== Given entries ==

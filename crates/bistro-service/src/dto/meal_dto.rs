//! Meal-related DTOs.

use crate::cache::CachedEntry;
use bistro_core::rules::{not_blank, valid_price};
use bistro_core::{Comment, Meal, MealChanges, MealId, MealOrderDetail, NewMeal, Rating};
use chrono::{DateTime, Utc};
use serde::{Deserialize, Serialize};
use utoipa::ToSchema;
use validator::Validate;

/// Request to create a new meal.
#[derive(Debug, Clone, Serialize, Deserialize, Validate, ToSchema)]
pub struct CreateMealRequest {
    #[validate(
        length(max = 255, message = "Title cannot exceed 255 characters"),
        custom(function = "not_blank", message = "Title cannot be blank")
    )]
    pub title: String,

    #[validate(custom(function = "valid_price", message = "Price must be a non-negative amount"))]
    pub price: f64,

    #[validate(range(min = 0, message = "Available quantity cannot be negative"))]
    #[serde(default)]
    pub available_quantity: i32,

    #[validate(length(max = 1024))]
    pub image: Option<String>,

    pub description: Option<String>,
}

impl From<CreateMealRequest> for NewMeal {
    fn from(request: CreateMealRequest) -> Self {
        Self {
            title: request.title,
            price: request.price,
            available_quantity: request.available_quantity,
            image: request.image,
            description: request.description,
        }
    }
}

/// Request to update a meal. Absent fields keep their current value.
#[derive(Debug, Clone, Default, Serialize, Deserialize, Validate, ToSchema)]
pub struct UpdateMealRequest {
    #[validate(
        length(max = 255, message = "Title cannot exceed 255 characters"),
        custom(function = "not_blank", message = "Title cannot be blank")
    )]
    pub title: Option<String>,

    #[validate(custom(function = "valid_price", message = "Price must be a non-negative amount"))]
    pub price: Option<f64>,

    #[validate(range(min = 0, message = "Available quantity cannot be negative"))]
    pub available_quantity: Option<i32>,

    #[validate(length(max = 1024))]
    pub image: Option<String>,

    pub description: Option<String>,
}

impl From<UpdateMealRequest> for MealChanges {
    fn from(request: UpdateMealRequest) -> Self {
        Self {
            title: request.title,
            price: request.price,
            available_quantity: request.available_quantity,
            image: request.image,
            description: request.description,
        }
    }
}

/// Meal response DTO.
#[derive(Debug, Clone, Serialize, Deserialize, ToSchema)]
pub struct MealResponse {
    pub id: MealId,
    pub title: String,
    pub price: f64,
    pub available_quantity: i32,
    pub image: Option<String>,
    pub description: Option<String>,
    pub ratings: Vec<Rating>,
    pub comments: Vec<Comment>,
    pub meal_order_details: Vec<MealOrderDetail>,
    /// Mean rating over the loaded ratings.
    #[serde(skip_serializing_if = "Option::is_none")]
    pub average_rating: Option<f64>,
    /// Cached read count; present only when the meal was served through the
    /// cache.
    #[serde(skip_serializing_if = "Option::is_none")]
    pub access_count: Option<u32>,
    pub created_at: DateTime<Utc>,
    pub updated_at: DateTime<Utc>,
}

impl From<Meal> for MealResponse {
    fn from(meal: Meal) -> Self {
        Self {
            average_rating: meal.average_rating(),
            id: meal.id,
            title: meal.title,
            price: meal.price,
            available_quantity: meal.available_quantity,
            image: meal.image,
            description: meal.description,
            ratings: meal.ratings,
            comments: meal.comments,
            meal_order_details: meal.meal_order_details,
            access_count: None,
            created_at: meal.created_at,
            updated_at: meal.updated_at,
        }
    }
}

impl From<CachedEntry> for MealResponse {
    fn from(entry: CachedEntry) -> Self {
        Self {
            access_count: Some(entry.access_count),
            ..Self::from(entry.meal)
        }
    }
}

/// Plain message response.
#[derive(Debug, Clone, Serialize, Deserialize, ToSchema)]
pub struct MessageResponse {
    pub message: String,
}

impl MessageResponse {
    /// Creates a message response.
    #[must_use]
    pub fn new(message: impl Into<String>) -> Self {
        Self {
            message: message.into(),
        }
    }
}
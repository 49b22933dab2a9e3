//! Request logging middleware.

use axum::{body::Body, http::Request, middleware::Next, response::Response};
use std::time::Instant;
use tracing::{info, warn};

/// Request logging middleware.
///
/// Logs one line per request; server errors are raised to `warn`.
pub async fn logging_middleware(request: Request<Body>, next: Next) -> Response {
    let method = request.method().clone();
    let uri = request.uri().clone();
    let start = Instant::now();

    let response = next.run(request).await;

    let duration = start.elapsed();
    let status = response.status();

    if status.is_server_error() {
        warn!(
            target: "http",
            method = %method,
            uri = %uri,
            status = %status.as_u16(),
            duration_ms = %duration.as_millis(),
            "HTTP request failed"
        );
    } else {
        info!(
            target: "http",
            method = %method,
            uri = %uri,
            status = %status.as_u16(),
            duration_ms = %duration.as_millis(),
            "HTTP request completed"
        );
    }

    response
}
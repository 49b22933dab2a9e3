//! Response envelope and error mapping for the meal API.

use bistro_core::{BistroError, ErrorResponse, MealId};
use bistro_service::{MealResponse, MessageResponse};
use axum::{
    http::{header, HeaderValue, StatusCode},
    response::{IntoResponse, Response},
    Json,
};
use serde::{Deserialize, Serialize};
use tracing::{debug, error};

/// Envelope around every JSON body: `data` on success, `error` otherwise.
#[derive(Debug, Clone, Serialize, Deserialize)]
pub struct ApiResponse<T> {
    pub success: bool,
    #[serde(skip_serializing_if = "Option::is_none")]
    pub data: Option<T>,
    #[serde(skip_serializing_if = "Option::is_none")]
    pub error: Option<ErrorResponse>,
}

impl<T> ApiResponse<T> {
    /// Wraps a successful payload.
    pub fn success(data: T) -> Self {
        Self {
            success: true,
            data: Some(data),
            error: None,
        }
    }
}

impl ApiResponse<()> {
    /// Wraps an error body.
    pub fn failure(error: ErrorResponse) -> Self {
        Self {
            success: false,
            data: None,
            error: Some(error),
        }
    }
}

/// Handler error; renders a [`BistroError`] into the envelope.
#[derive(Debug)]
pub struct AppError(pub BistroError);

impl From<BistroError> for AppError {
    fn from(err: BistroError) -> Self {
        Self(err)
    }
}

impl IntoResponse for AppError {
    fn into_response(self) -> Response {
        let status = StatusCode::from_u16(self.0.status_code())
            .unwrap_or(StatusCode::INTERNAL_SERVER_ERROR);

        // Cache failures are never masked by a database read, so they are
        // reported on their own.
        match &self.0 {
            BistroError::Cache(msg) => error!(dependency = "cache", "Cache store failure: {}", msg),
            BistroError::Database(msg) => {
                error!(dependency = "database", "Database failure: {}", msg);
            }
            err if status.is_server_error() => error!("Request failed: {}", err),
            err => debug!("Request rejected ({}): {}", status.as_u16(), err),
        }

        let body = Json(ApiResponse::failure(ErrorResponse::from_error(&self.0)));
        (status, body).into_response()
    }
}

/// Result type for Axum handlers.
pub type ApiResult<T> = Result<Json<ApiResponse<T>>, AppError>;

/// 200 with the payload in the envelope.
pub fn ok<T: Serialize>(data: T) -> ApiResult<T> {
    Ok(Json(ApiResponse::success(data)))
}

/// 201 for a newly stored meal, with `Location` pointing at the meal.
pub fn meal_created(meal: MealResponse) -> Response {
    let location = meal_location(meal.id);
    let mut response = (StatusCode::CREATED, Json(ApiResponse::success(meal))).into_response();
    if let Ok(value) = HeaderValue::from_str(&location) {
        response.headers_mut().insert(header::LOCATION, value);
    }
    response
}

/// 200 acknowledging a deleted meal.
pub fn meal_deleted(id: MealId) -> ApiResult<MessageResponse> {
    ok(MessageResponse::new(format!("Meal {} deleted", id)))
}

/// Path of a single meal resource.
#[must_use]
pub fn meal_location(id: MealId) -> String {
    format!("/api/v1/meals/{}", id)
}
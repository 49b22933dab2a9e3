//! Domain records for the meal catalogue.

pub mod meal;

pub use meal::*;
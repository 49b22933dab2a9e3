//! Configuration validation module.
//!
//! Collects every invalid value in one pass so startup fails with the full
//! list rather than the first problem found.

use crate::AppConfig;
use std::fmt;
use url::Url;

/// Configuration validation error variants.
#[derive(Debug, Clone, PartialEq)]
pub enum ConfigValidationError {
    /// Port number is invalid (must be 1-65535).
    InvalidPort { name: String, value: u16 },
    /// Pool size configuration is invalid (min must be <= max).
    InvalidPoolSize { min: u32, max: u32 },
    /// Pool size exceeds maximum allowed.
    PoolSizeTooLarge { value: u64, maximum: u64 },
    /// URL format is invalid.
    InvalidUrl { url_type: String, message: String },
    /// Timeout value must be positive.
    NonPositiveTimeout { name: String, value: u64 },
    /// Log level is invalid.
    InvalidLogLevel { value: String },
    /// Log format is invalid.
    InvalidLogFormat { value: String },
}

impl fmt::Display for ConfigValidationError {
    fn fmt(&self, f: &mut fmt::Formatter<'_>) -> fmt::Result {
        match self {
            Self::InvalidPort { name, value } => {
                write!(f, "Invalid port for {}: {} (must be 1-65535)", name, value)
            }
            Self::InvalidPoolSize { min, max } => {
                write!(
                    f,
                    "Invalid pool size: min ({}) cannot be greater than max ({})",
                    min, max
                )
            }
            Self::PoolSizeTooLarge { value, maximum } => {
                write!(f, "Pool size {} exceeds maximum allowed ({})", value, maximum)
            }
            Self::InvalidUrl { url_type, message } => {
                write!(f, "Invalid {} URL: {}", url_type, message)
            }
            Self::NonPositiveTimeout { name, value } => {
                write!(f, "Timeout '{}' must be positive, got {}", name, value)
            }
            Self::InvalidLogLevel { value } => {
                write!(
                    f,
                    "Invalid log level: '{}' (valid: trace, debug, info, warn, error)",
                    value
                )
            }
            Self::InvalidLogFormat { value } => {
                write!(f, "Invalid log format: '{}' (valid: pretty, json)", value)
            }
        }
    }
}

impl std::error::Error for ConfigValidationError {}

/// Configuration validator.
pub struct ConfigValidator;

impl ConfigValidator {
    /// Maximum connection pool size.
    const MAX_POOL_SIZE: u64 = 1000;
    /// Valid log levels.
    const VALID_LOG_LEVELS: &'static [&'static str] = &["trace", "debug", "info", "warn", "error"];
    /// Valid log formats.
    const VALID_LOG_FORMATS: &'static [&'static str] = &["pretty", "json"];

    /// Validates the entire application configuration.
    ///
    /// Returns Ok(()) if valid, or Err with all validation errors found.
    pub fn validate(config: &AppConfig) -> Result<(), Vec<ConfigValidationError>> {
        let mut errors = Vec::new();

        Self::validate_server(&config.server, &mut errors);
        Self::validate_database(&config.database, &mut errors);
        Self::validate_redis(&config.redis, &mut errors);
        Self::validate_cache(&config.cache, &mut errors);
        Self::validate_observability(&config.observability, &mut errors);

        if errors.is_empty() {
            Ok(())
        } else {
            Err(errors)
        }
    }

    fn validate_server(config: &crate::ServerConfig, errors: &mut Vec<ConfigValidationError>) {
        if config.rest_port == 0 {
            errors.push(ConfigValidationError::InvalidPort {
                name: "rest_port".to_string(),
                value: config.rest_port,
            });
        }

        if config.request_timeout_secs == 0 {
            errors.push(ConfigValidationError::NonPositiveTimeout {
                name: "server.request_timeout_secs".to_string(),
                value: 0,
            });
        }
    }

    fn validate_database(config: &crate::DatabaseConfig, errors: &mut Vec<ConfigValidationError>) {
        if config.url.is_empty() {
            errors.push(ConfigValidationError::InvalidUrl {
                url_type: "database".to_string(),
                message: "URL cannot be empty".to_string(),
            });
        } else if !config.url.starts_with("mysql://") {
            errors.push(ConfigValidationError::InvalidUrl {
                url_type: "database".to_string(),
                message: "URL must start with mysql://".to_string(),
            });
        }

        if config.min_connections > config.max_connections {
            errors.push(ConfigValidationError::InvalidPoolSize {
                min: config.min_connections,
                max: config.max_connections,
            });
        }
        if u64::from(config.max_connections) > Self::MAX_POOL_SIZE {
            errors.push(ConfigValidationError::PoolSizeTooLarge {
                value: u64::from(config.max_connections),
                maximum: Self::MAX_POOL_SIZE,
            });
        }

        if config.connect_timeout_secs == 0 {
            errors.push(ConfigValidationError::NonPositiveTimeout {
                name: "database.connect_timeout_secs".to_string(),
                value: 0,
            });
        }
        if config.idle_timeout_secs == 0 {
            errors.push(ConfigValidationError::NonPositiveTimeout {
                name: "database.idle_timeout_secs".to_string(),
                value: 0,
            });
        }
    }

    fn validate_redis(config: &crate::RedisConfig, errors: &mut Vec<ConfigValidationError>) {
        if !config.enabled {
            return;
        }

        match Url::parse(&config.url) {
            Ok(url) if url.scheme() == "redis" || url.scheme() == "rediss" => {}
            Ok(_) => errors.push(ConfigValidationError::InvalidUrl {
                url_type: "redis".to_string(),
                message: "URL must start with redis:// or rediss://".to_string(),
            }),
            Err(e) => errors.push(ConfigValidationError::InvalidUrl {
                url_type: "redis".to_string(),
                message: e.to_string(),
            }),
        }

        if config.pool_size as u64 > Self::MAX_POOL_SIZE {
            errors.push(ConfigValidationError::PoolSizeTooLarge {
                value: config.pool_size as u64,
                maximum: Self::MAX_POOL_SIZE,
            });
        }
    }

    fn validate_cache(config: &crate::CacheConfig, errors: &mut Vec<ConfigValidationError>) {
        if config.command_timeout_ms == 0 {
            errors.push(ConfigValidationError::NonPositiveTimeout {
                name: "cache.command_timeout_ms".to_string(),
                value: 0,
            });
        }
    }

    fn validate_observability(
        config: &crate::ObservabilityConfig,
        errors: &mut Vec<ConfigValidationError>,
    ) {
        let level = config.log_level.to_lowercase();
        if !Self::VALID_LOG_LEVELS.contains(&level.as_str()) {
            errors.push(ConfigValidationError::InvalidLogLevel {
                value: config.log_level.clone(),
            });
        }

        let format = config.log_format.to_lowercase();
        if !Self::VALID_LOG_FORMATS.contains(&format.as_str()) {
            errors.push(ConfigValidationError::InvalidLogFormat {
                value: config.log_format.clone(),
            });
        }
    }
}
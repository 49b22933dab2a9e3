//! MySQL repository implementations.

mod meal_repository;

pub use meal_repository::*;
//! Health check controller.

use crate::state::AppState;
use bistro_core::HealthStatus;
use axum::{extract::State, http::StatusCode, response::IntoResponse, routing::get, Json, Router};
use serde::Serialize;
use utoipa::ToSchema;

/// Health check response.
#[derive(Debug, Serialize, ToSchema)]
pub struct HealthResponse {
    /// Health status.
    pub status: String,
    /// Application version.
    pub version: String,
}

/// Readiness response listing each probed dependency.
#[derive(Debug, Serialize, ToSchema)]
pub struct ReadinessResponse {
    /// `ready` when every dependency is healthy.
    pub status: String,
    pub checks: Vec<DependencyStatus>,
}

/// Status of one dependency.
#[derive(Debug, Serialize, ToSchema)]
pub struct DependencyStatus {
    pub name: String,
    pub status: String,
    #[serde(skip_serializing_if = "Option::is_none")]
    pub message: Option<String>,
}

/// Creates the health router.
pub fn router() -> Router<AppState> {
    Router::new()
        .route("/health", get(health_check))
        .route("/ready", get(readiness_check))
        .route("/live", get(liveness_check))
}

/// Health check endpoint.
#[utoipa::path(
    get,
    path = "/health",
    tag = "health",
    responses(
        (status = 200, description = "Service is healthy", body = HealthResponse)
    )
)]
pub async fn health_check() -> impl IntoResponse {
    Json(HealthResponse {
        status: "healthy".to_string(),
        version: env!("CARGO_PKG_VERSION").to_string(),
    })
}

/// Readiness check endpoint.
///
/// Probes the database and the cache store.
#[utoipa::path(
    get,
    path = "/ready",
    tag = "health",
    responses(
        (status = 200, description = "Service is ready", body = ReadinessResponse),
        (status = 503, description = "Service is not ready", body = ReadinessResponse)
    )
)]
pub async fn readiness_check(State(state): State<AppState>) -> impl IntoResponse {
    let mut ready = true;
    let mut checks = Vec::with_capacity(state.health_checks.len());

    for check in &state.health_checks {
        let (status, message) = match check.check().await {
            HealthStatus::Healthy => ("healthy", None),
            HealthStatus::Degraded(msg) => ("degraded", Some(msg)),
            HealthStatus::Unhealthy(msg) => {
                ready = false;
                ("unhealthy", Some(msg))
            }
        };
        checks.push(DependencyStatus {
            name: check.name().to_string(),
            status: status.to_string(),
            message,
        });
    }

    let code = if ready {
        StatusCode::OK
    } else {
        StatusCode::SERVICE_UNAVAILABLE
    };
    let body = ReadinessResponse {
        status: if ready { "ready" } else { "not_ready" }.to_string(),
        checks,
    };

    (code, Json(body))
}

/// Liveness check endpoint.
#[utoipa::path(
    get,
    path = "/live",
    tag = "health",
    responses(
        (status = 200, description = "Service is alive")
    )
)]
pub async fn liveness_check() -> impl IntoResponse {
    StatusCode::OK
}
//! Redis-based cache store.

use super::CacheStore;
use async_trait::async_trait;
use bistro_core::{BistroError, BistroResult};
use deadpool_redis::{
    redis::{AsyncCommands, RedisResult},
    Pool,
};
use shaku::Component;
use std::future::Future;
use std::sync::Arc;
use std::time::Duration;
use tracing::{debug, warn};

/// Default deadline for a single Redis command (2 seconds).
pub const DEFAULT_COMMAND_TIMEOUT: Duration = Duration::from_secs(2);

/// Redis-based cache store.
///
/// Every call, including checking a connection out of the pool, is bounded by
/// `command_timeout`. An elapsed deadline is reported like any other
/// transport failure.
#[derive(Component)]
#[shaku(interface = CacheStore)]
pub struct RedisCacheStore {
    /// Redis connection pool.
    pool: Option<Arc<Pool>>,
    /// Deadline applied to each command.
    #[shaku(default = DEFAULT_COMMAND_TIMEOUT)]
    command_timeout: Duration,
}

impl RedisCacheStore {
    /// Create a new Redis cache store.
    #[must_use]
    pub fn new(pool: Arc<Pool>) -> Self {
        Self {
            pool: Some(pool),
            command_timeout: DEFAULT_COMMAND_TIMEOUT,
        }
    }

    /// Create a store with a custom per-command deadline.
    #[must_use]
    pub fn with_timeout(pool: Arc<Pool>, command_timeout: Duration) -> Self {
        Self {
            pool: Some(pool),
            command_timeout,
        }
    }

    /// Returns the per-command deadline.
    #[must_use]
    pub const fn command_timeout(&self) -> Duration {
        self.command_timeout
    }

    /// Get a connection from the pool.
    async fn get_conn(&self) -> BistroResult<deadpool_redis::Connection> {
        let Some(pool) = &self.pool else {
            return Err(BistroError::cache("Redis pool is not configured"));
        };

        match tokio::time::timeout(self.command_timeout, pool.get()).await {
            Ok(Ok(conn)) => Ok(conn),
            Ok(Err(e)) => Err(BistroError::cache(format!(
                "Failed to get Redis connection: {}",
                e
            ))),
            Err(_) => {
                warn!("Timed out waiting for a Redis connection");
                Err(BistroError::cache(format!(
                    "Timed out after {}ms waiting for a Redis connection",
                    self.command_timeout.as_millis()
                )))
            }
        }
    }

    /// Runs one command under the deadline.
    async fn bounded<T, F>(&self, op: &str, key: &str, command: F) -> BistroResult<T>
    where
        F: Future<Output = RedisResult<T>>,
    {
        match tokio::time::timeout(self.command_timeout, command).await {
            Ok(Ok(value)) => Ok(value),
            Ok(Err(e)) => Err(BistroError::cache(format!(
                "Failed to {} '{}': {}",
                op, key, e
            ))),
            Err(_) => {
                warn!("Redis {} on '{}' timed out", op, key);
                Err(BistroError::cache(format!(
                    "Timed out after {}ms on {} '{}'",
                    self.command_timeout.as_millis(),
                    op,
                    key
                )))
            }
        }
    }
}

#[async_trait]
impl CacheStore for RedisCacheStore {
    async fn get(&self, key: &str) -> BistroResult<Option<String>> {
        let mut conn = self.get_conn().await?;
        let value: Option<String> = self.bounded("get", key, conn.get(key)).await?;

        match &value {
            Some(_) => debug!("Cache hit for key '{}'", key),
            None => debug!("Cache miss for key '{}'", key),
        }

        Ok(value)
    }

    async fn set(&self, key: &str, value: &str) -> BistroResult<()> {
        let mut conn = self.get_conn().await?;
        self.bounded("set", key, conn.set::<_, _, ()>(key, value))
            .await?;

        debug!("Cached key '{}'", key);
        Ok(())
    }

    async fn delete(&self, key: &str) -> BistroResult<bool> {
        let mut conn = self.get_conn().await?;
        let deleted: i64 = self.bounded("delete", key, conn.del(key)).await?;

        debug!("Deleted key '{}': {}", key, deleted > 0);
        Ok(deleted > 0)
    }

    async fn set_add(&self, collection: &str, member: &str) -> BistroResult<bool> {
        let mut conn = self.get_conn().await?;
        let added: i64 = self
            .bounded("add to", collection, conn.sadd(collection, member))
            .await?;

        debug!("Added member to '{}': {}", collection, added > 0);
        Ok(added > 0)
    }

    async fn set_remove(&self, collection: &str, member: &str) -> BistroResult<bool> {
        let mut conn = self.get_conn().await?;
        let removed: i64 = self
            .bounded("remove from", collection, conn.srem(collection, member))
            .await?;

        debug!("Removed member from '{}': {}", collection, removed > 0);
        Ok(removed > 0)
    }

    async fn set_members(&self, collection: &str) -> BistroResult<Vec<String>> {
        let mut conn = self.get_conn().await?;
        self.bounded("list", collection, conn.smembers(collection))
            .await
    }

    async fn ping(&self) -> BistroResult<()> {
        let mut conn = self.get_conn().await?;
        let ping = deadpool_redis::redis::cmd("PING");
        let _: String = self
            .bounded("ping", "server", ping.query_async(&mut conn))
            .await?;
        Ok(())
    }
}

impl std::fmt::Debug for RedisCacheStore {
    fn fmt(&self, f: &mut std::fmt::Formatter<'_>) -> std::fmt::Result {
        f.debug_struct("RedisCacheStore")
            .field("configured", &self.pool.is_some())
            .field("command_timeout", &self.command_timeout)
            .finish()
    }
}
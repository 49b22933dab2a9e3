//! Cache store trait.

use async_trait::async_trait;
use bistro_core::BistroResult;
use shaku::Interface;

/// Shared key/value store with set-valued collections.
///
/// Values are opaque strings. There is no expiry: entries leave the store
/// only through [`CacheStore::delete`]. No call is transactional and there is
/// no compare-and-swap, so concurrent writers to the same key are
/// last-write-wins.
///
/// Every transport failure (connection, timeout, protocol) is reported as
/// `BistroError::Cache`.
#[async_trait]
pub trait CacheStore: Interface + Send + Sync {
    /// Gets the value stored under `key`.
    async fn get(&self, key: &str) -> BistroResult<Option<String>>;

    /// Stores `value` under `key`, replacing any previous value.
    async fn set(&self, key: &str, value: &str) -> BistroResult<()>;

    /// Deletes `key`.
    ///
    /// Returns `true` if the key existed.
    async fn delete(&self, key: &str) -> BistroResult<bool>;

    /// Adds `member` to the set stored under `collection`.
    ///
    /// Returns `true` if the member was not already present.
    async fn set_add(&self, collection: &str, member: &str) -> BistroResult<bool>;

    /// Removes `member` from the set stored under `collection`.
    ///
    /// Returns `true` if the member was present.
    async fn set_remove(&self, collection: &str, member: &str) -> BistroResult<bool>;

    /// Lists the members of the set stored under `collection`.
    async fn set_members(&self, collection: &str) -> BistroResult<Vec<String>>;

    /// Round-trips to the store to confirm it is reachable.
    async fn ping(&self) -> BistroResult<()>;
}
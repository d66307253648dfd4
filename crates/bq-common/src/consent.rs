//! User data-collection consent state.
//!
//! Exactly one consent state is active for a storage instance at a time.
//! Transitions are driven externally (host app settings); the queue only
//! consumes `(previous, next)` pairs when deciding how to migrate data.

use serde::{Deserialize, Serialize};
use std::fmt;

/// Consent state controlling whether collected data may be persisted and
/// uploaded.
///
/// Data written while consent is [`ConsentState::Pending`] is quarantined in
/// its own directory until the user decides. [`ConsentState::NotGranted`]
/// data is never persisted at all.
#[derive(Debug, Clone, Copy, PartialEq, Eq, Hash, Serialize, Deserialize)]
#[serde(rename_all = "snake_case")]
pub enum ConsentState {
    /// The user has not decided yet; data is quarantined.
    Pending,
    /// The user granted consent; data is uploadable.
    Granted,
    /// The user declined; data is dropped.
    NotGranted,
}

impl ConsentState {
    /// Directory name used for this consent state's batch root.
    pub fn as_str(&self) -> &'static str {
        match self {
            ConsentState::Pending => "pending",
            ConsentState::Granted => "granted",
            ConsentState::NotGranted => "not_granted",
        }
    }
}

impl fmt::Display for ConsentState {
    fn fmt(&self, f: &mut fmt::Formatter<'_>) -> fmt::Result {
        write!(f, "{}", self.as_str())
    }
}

===

● Aim of the task
Count how many lines of the entries include the string "configured". The number is the entire answer.

● Your response
2